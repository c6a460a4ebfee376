//! Pure mappings from replies to domain values.

use crate::command::{SearchReply, SearchRow, ViewReply};
use crate::error::{Error, Result};
use crate::version::{Version, VersionId};
use serde::{Deserialize, Serialize};
use std::collections::HashSet;

#[derive(Debug, Clone, PartialEq, Eq, Serialize, Deserialize)]
pub struct User {
    #[serde(default)]
    pub id: String,
    pub username: String,
    #[serde(default, rename = "firstname")]
    pub first_name: String,
    #[serde(default, rename = "lastname")]
    pub last_name: String,
    #[serde(default)]
    pub groups: Vec<String>,
    #[serde(default)]
    pub superuser: bool,
}

/// Map `users/GetAll` rows into users. The row id wins over any id in the
/// value.
pub fn users(reply: &ViewReply) -> Result<Vec<User>> {
    reply
        .rows
        .iter()
        .map(|row| {
            let mut user: User = serde_json::from_value(row.value.clone()).map_err(|e| {
                Error::reply(format!(
                    "User row {} has an unexpected shape: {}",
                    row.id.as_deref().unwrap_or("?"),
                    e
                ))
            })?;
            if let Some(id) = &row.id {
                user.id = id.clone();
            }
            Ok(user)
        })
        .collect()
}

/// Version ids named by search rows. Rows whose id is not a version id are
/// skipped.
pub fn search_version_ids(reply: &SearchReply) -> Vec<VersionId> {
    reply
        .rows
        .iter()
        .filter_map(|row| VersionId::parse(&row.id).ok())
        .collect()
}

/// Keep only rows that are the current version of their resource, in search
/// order.
pub fn current_results(reply: SearchReply, current: &[Version]) -> Vec<SearchRow> {
    let current: HashSet<String> = current.iter().map(|v| v.id.to_string()).collect();
    reply
        .rows
        .into_iter()
        .filter(|row| current.contains(&row.id))
        .collect()
}

#[cfg(test)]
mod tests {
    use super::*;
    use crate::command::ViewRow;
    use crate::version::ResourceId;
    use chrono::Utc;
    use serde_json::{json, Value};

    fn row(id: &str, value: Value) -> ViewRow {
        ViewRow {
            id: Some(id.to_string()),
            key: json!(id),
            value,
            doc: None,
        }
    }

    #[test]
    fn test_users_mapping() {
        let reply = ViewReply {
            status: 200,
            total_rows: 1,
            offset: 0,
            rows: vec![row(
                "user-lucas",
                json!({"username": "lucas", "firstname": "Lucas", "groups": ["admins"], "superuser": true}),
            )],
        };
        let users = users(&reply).unwrap();
        assert_eq!(users[0].id, "user-lucas");
        assert_eq!(users[0].first_name, "Lucas");
        assert_eq!(users[0].last_name, "");
        assert!(users[0].superuser);
    }

    #[test]
    fn test_bad_user_row_is_reply_error() {
        let reply = ViewReply {
            status: 200,
            total_rows: 1,
            offset: 0,
            rows: vec![row("u", json!(42))],
        };
        assert!(matches!(users(&reply), Err(Error::ReplyConstruction(_))));
    }

    #[test]
    fn test_current_results_filter() {
        let keep = VersionId::new();
        let stale = VersionId::new();
        let reply = SearchReply {
            status: 200,
            total_rows: 3,
            rows: [stale.to_string(), keep.to_string(), "design-doc".to_string()]
                .into_iter()
                .map(|id| SearchRow {
                    id,
                    score: 1.0,
                    fields: Value::Null,
                    doc: None,
                })
                .collect(),
        };
        assert_eq!(search_version_ids(&reply), vec![stale, keep]);

        let current = vec![Version {
            id: keep,
            resource: ResourceId::new(),
            number: 2,
            created: Utc::now(),
        }];
        let rows = current_results(reply, &current);
        assert_eq!(rows.len(), 1);
        assert_eq!(rows[0].id, keep.to_string());
    }
}
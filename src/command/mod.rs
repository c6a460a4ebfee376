//! Storage commands.
//!
//! Each command describes one request against the document database and
//! knows how to turn the matching response into a typed reply. Commands
//! validate their inputs at construction and never retry.

pub mod attachment;
pub mod database;
pub mod document;
pub mod search;
pub mod view;

pub use attachment::{
    AttachmentReply, AttachmentSource, GetAttachment, PostAttachmentForm, PutAttachment,
    OCTET_STREAM,
};
pub use database::{Credentials, Database};
pub use document::{DeleteDocument, DocumentReply, GetDocument, PutDocument, PutReply};
pub use search::{Search, SearchQuery, SearchReply, SearchRow};
pub use view::{GetView, ViewReply, ViewRow};

use crate::error::{Error, Result};
use crate::wire::{Request, Response};
use async_trait::async_trait;
use serde::Deserialize;

pub const JSON_CONTENT_TYPE: &str = "application/json";

#[async_trait]
pub trait Command: Send + Sync {
    type Reply: Send + 'static;

    /// Name used in logs
    fn name(&self) -> &'static str;

    /// Build the request. Async because file-backed bodies are opened here.
    async fn build_request(&self) -> Result<Request>;

    fn parse_reply(&self, response: Response) -> Result<Self::Reply>;
}

/// Error body returned by the database on failure.
#[derive(Debug, Deserialize)]
struct ErrorBody {
    error: String,
    #[serde(default)]
    reason: String,
}

/// Fail with `ReplyConstruction` unless the status is one of `accepted`.
pub(crate) fn expect_status(response: &Response, accepted: &[u16]) -> Result<()> {
    let status = response.status();
    if accepted.contains(&status) {
        return Ok(());
    }
    let detail = match response.json::<ErrorBody>() {
        Ok(body) if body.reason.is_empty() => body.error,
        Ok(body) => format!("{}: {}", body.error, body.reason),
        Err(_) => response.status_line().reason.clone(),
    };
    Err(Error::reply(format!("Unexpected status {} ({})", status, detail)))
}

pub(crate) fn require(value: &str, what: &str) -> Result<()> {
    if value.trim().is_empty() {
        return Err(Error::protocol(format!("{} must not be empty", what)));
    }
    Ok(())
}
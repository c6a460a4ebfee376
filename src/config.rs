//! Engine configuration.
//!
//! Loaded from TOML. Every field has a default so a partial file (or no file
//! at all) yields a usable configuration.
//!
//! ```toml
//! [connection]
//! send_timeout_ms = 30000
//! receive_timeout_ms = 30000
//! send_buffer_size = 65536
//! receive_buffer_size = 65536
//!
//! [database]
//! host = "127.0.0.1"
//! port = 5984
//! name = "documents"
//!
//! [jobs]
//! timeout_ms = 600000
//! ```

use crate::error::{Error, Result};
use serde::{Deserialize, Serialize};
use std::path::{Path, PathBuf};
use std::time::Duration;

/// Default chunk size for body transfer (64KB)
pub const DEFAULT_BUFFER_SIZE: usize = 64 * 1024;

/// Default send/receive inactivity window
pub const DEFAULT_IO_TIMEOUT_MS: u64 = 30_000;

/// Default whole-job deadline (10 minutes)
pub const DEFAULT_JOB_TIMEOUT_MS: u64 = 10 * 60 * 1000;

/// Default document database port
pub const DEFAULT_DATABASE_PORT: u16 = 5984;

#[derive(Debug, Clone, PartialEq, Eq, Serialize, Deserialize, Default)]
#[serde(default)]
pub struct EngineConfig {
    pub connection: ConnectionConfig,
    pub database: DatabaseConfig,
    pub jobs: JobConfig,
}

/// Per-connection I/O settings.
#[derive(Debug, Clone, PartialEq, Eq, Serialize, Deserialize)]
#[serde(default)]
pub struct ConnectionConfig {
    /// Maximum time a single write may make no progress
    pub send_timeout_ms: u64,
    /// Maximum time a single read may make no progress
    pub receive_timeout_ms: u64,
    /// Chunk size for outgoing bodies
    pub send_buffer_size: usize,
    /// Read buffer size for responses
    pub receive_buffer_size: usize,
}

impl Default for ConnectionConfig {
    fn default() -> Self {
        Self {
            send_timeout_ms: DEFAULT_IO_TIMEOUT_MS,
            receive_timeout_ms: DEFAULT_IO_TIMEOUT_MS,
            send_buffer_size: DEFAULT_BUFFER_SIZE,
            receive_buffer_size: DEFAULT_BUFFER_SIZE,
        }
    }
}

impl ConnectionConfig {
    pub fn send_timeout(&self) -> Duration {
        Duration::from_millis(self.send_timeout_ms)
    }

    pub fn receive_timeout(&self) -> Duration {
        Duration::from_millis(self.receive_timeout_ms)
    }

    pub fn with_timeouts(mut self, send: Duration, receive: Duration) -> Self {
        self.send_timeout_ms = send.as_millis() as u64;
        self.receive_timeout_ms = receive.as_millis() as u64;
        self
    }

    pub fn with_buffer_sizes(mut self, send: usize, receive: usize) -> Self {
        self.send_buffer_size = send;
        self.receive_buffer_size = receive;
        self
    }
}

#[derive(Debug, Clone, PartialEq, Eq, Serialize, Deserialize)]
#[serde(default)]
pub struct DatabaseConfig {
    pub host: String,
    pub port: u16,
    /// Database holding resource documents
    pub name: String,
    /// Database holding user documents
    pub users_name: String,
    pub username: Option<String>,
    pub password: Option<String>,
}

impl Default for DatabaseConfig {
    fn default() -> Self {
        Self {
            host: "127.0.0.1".to_string(),
            port: DEFAULT_DATABASE_PORT,
            name: "documents".to_string(),
            users_name: "users".to_string(),
            username: None,
            password: None,
        }
    }
}

#[derive(Debug, Clone, PartialEq, Eq, Serialize, Deserialize)]
#[serde(default)]
pub struct JobConfig {
    pub timeout_ms: u64,
}

impl Default for JobConfig {
    fn default() -> Self {
        Self {
            timeout_ms: DEFAULT_JOB_TIMEOUT_MS,
        }
    }
}

impl JobConfig {
    pub fn timeout(&self) -> Duration {
        Duration::from_millis(self.timeout_ms)
    }
}

impl EngineConfig {
    /// Default config file location (~/.config/dms/config.toml)
    pub fn default_path() -> Option<PathBuf> {
        dirs::config_dir().map(|dir| dir.join("dms").join("config.toml"))
    }

    pub fn from_toml_str(text: &str) -> Result<Self> {
        let config: Self = toml::from_str(text).map_err(|e| Error::Config(e.to_string()))?;
        config.validate()?;
        Ok(config)
    }

    pub fn load(path: &Path) -> Result<Self> {
        let text = std::fs::read_to_string(path)
            .map_err(|e| Error::Config(format!("Cannot read {}: {}", path.display(), e)))?;
        Self::from_toml_str(&text)
    }

    /// Load from `path` if it exists, defaults otherwise.
    pub fn load_or_default(path: Option<&Path>) -> Result<Self> {
        match path {
            Some(path) if path.exists() => Self::load(path),
            _ => Ok(Self::default()),
        }
    }

    pub fn validate(&self) -> Result<()> {
        let conn = &self.connection;
        if conn.send_buffer_size == 0 || conn.receive_buffer_size == 0 {
            return Err(Error::Config("Buffer sizes must be positive".to_string()));
        }
        if conn.send_timeout_ms == 0 || conn.receive_timeout_ms == 0 {
            return Err(Error::Config("I/O timeouts must be positive".to_string()));
        }
        if self.database.name.is_empty() {
            return Err(Error::Config("Database name must not be empty".to_string()));
        }
        if self.database.host.is_empty() {
            return Err(Error::Config("Database host must not be empty".to_string()));
        }
        Ok(())
    }
}

#[cfg(test)]
mod tests {
    use super::*;
    use tempfile::TempDir;

    #[test]
    fn test_defaults() {
        let config = EngineConfig::default();
        assert_eq!(config.connection.send_buffer_size, DEFAULT_BUFFER_SIZE);
        assert_eq!(config.database.port, DEFAULT_DATABASE_PORT);
        assert_eq!(config.jobs.timeout(), Duration::from_secs(600));
        assert!(config.validate().is_ok());
    }

    #[test]
    fn test_partial_toml_keeps_defaults() {
        let config = EngineConfig::from_toml_str(
            r#"
            [connection]
            receive_timeout_ms = 1500

            [database]
            name = "archive"
            "#,
        )
        .unwrap();

        assert_eq!(config.connection.receive_timeout(), Duration::from_millis(1500));
        assert_eq!(config.connection.send_timeout_ms, DEFAULT_IO_TIMEOUT_MS);
        assert_eq!(config.database.name, "archive");
        assert_eq!(config.database.host, "127.0.0.1");
    }

    #[test]
    fn test_zero_buffer_rejected() {
        let result = EngineConfig::from_toml_str(
            r#"
            [connection]
            send_buffer_size = 0
            "#,
        );
        assert!(matches!(result, Err(Error::Config(_))));
    }

    #[test]
    fn test_invalid_toml_rejected() {
        let result = EngineConfig::from_toml_str("[connection\nsend_timeout_ms = 1");
        assert!(matches!(result, Err(Error::Config(_))));
    }

    #[test]
    fn test_load_from_file() {
        let temp = TempDir::new().unwrap();
        let path = temp.path().join("config.toml");
        std::fs::write(&path, "[jobs]\ntimeout_ms = 2000\n").unwrap();

        let config = EngineConfig::load(&path).unwrap();
        assert_eq!(config.jobs.timeout(), Duration::from_secs(2));

        let missing = temp.path().join("missing.toml");
        let fallback = EngineConfig::load_or_default(Some(&missing)).unwrap();
        assert_eq!(fallback, EngineConfig::default());
    }
}
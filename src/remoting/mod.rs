//! Remote execution of commands with progress, error, timeout and completion
//! notifications.

pub mod engine;
pub mod event;

pub use engine::{read_response, write_request, Remoting};
pub use event::{channel, Event, EventSink, EventStream};
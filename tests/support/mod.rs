//! Scripted in-process database server for integration tests.
//!
//! Each accepted connection consumes the next script entry. Requests are
//! captured as they arrive so tests can assert on what the client sent.

#![allow(dead_code)]

use dms_engine::command::Database;
use dms_engine::config::ConnectionConfig;
use serde_json::Value;
use std::sync::{Arc, Mutex};
use std::time::Duration;
use tokio::io::{AsyncReadExt, AsyncWriteExt};
use tokio::net::{TcpListener, TcpStream};
use tokio::task::JoinHandle;

#[derive(Debug, Clone)]
pub struct Captured {
    pub head: String,
    pub body: Vec<u8>,
    /// Body length announced by the client
    pub declared_length: usize,
}

impl Captured {
    pub fn request_line(&self) -> &str {
        self.head.lines().next().unwrap_or_default()
    }

    pub fn method(&self) -> &str {
        self.request_line().split(' ').next().unwrap_or_default()
    }

    pub fn target(&self) -> &str {
        self.request_line().split(' ').nth(1).unwrap_or_default()
    }

    pub fn header(&self, name: &str) -> Option<&str> {
        self.head.lines().skip(1).find_map(|line| {
            let (key, value) = line.split_once(':')?;
            key.trim()
                .eq_ignore_ascii_case(name)
                .then(|| value.trim())
        })
    }

    pub fn json(&self) -> Value {
        serde_json::from_slice(&self.body).unwrap()
    }

    /// Last path segment before the query, e.g. the document id.
    pub fn last_segment(&self) -> &str {
        let path = self.target().split('?').next().unwrap_or_default();
        path.rsplit('/').next().unwrap_or_default()
    }
}

pub enum Reply {
    Json(u16, Value),
    Bytes {
        status: u16,
        content_type: &'static str,
        body: Vec<u8>,
    },
    /// Raw response bytes, written verbatim
    Raw(Vec<u8>),
    /// Build the reply from the captured request
    Echo(fn(&Captured) -> Reply),
    /// Read this many body bytes, then close without answering
    DropAfter(usize),
    /// Read the request, then hold the connection open in silence
    Stall,
}

pub struct ScriptedServer {
    port: u16,
    captured: Arc<Mutex<Vec<Captured>>>,
    task: JoinHandle<()>,
}

impl ScriptedServer {
    pub async fn start(script: Vec<Reply>) -> Self {
        let listener = TcpListener::bind("127.0.0.1:0").await.unwrap();
        let port = listener.local_addr().unwrap().port();
        let captured = Arc::new(Mutex::new(Vec::new()));
        let log = Arc::clone(&captured);

        let task = tokio::spawn(async move {
            for reply in script {
                let Ok((stream, _)) = listener.accept().await else {
                    return;
                };
                serve(stream, reply, &log).await;
            }
        });

        Self {
            port,
            captured,
            task,
        }
    }

    pub fn port(&self) -> u16 {
        self.port
    }

    pub fn database(&self, name: &str) -> Database {
        Database::new("127.0.0.1", self.port, name).unwrap()
    }

    pub fn requests(&self) -> Vec<Captured> {
        self.captured.lock().unwrap().clone()
    }
}

impl Drop for ScriptedServer {
    fn drop(&mut self) {
        self.task.abort();
    }
}

/// Short timeouts so stall tests finish quickly.
pub fn fast_connection() -> ConnectionConfig {
    ConnectionConfig::default()
        .with_timeouts(Duration::from_millis(300), Duration::from_millis(300))
        .with_buffer_sizes(64 * 1024, 64 * 1024)
}

async fn serve(mut stream: TcpStream, reply: Reply, log: &Mutex<Vec<Captured>>) {
    let limit = match reply {
        Reply::DropAfter(n) => Some(n),
        _ => None,
    };
    let Some(request) = read_request(&mut stream, limit).await else {
        return;
    };
    log.lock().unwrap().push(request.clone());

    let reply = match reply {
        Reply::Echo(build) => build(&request),
        reply => reply,
    };
    match reply {
        Reply::DropAfter(_) => drop(stream),
        Reply::Stall => {
            tokio::spawn(async move {
                tokio::time::sleep(Duration::from_secs(30)).await;
                drop(stream);
            });
        }
        reply => {
            let _ = stream.write_all(&encode(reply)).await;
            let _ = stream.shutdown().await;
        }
    }
}

async fn read_request(stream: &mut TcpStream, limit: Option<usize>) -> Option<Captured> {
    let mut buf = Vec::new();
    let mut chunk = vec![0u8; 64 * 1024];
    let head_end = loop {
        if let Some(pos) = buf.windows(4).position(|w| w == b"\r\n\r\n") {
            break pos + 4;
        }
        let n = stream.read(&mut chunk).await.ok()?;
        if n == 0 {
            return None;
        }
        buf.extend_from_slice(&chunk[..n]);
    };

    let head = String::from_utf8_lossy(&buf[..head_end]).into_owned();
    let mut captured = Captured {
        head,
        body: buf[head_end..].to_vec(),
        declared_length: 0,
    };
    captured.declared_length = captured
        .header("content-length")
        .and_then(|v| v.parse().ok())
        .unwrap_or(0);

    let wanted = limit
        .unwrap_or(captured.declared_length)
        .min(captured.declared_length);
    while captured.body.len() < wanted {
        let n = stream.read(&mut chunk).await.ok()?;
        if n == 0 {
            break;
        }
        captured.body.extend_from_slice(&chunk[..n]);
    }
    Some(captured)
}

fn encode(reply: Reply) -> Vec<u8> {
    let (status, content_type, body) = match reply {
        Reply::Json(status, value) => (status, "application/json", value.to_string().into_bytes()),
        Reply::Bytes {
            status,
            content_type,
            body,
        } => (status, content_type, body),
        Reply::Raw(bytes) => return bytes,
        Reply::Echo(_) | Reply::DropAfter(_) | Reply::Stall => unreachable!(),
    };
    let reason = match status {
        200 => "OK",
        201 => "Created",
        404 => "Object Not Found",
        409 => "Conflict",
        _ => "Status",
    };
    let mut out = format!(
        "HTTP/1.1 {} {}\r\nServer: scripted\r\nContent-Type: {}\r\nContent-Length: {}\r\n\r\n",
        status,
        reason,
        content_type,
        body.len()
    )
    .into_bytes();
    out.extend_from_slice(&body);
    out
}

/// `{"ok":true,"id":..,"rev":..}` for the id in the request path.
pub fn put_ok(request: &Captured) -> Reply {
    let id = request.last_segment().to_string();
    Reply::Json(201, serde_json::json!({"ok": true, "id": id, "rev": "1-aaa"}))
}

/// Write confirmation for an attachment PUT (`/{db}/{id}/{name}`).
pub fn attachment_ok(request: &Captured) -> Reply {
    let path = request.target().split('?').next().unwrap_or_default();
    let mut segments = path.rsplit('/');
    let _name = segments.next();
    let id = segments.next().unwrap_or_default().to_string();
    Reply::Json(201, serde_json::json!({"ok": true, "id": id, "rev": "2-bbb"}))
}
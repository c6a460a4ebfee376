use crate::error_sink::ErrorCode;
use crate::storage::Resource;
use crate::version::VersionId;
use crate::work::context::{JobContext, JobKind};
use crate::work::job::{self, Job, JobOutcome, StepFailure, WorkServices};
use async_trait::async_trait;
use std::path::PathBuf;
use std::sync::Arc;

const CHECKOUT_FAILED: StepFailure = StepFailure {
    code: ErrorCode::CheckoutFailed,
    title: "Checkout Failed",
    user_message: "I failed to download the resource from the server.",
};

/// Download one version's metadata and data into the local file system.
/// No new version is issued.
#[derive(Debug)]
pub struct CheckoutResourceJob {
    resource: Resource,
    services: WorkServices,
}

impl CheckoutResourceJob {
    pub fn new(version: VersionId, path: impl Into<PathBuf>, services: WorkServices) -> Self {
        Self {
            resource: Resource::for_checkout(version, path),
            services,
        }
    }
}

#[async_trait]
impl Job for CheckoutResourceJob {
    fn kind(&self) -> JobKind {
        JobKind::CheckoutResource
    }

    fn services(&self) -> &WorkServices {
        &self.services
    }

    async fn run(self, ctx: Arc<JobContext>) -> JobOutcome {
        let Self {
            mut resource,
            services,
        } = self;

        let Some(timer) = job::begin(&ctx, &services) else {
            return job::finish(&ctx, resource);
        };
        if ctx.should_stop() {
            return job::finish(&ctx, resource);
        }

        let subscription = job::watch_data(&ctx, &resource);
        let fetched = timer
            .guard(resource.checkout_from_remote(&services.store))
            .await;
        drop(subscription);
        if let Err(e) = fetched {
            job::fail_step(&ctx, "checkout", &resource, &e, CHECKOUT_FAILED);
            return job::finish(&ctx, resource);
        }

        job::complete(&ctx, resource)
    }
}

▸ DESCRIPTION OF THE TASK:
Each line that includes the string "event" should be copied from the data.

▸ SOLUTION TO THE PROBLEM:
pub mod event;
pub use event::{channel, Event, EventSink, EventStream};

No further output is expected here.